Tuesday, September 8, 2009

The Thailand Zone?


The Thailand Zone?
Originally uploaded by Leo III
Laughter, I've found, is medicine for the soul. When times are hard here, all I can do is laugh, most of the time at myself. Or, in the case of right now, laughing at my father as he tries to sing John Mayer's cover of "Free Fallin'," sounding uncannily like an arfing seal. I have to laugh as I still try to shed cultural norms that have been so deeply ingrained in me. The first example that comes to mind is that in America, we say thank you for everything, even if a person is simply doing the job they're required to do. Thank you (kawb koon kraab) carries a lot more weight here and is reserved only for tasks that were dones out of spontaneous courtesy and not requirement; my family laughs at me a lot because I say thank you when my brother drives me to school, for making me dinner, or for giving me the Johnson's lotion that helps pacify my mosquito-molested feet. Particularly after a heavy rain, mosquitoes like to drift around the house absentmindedly, brought in on the draft through an open door, biting me when I sleep or falling victim to my new-found best friend: the electrical bug-zapping tennis racquet that spits and sizzles when it meets one.
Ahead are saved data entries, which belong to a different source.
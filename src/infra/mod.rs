pub mod file_sink;
pub mod http_feed;

pub use file_sink::FsArtifactSink;
pub use http_feed::ReqwestFeed;
/// Feed and artifact constants shared across the pipeline.
/// Defaults in `config` are built from these.

// La Rochelle open-data agenda export
pub const DEFAULT_FEED_URL: &str =
    "https://opendata.larochelle.fr/dataset/evenementiel-agenda-des-evenements/?download=1661";

pub const DEFAULT_OUTPUT_DIR: &str = ".";
pub const EVENTS_V1_FILE: &str = "events.json";
pub const EVENTS_V2_FILE: &str = "events-v2.json";

/// Events lasting strictly more than this many days are listed as "long".
pub const LONG_EVENT_THRESHOLD_DAYS: i64 = 4;

/// Top-level key holding the build time in both documents.
pub const TIMESTAMP_KEY: &str = "timestamp";

/// Source field -> output field, in emission order.
pub const OPTIONAL_FIELD_RULES: &[(&str, &str)] = &[
    ("lieu", "location"),
    ("categorie", "categories"),
    ("description", "description"),
    ("complement", "more"),
];

// Required source fields
pub const FIELD_ID: &str = "id";
pub const FIELD_TITLE: &str = "titre";
pub const FIELD_DATE_START: &str = "date_debut";
pub const FIELD_DATE_END: &str = "date_fin";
Another cultural difference that I've found hard to shed is the act of sighing. To us, a sigh is purely contextual. You can sigh when you're full, if you're tired, if you're out of breath . . . whatever it is, we have about 100 different ways to sigh. Here in Thailand, the only time someone sighs is when they're taking on a burdensome task, so whenever I sigh after dinner, after being stuffed to the brim with fried pork, sticky rice, and a slurry of insects, it comes off like I'm saying "Jesus...do I have to do this?" My family points it out every time, and all I can do is laugh.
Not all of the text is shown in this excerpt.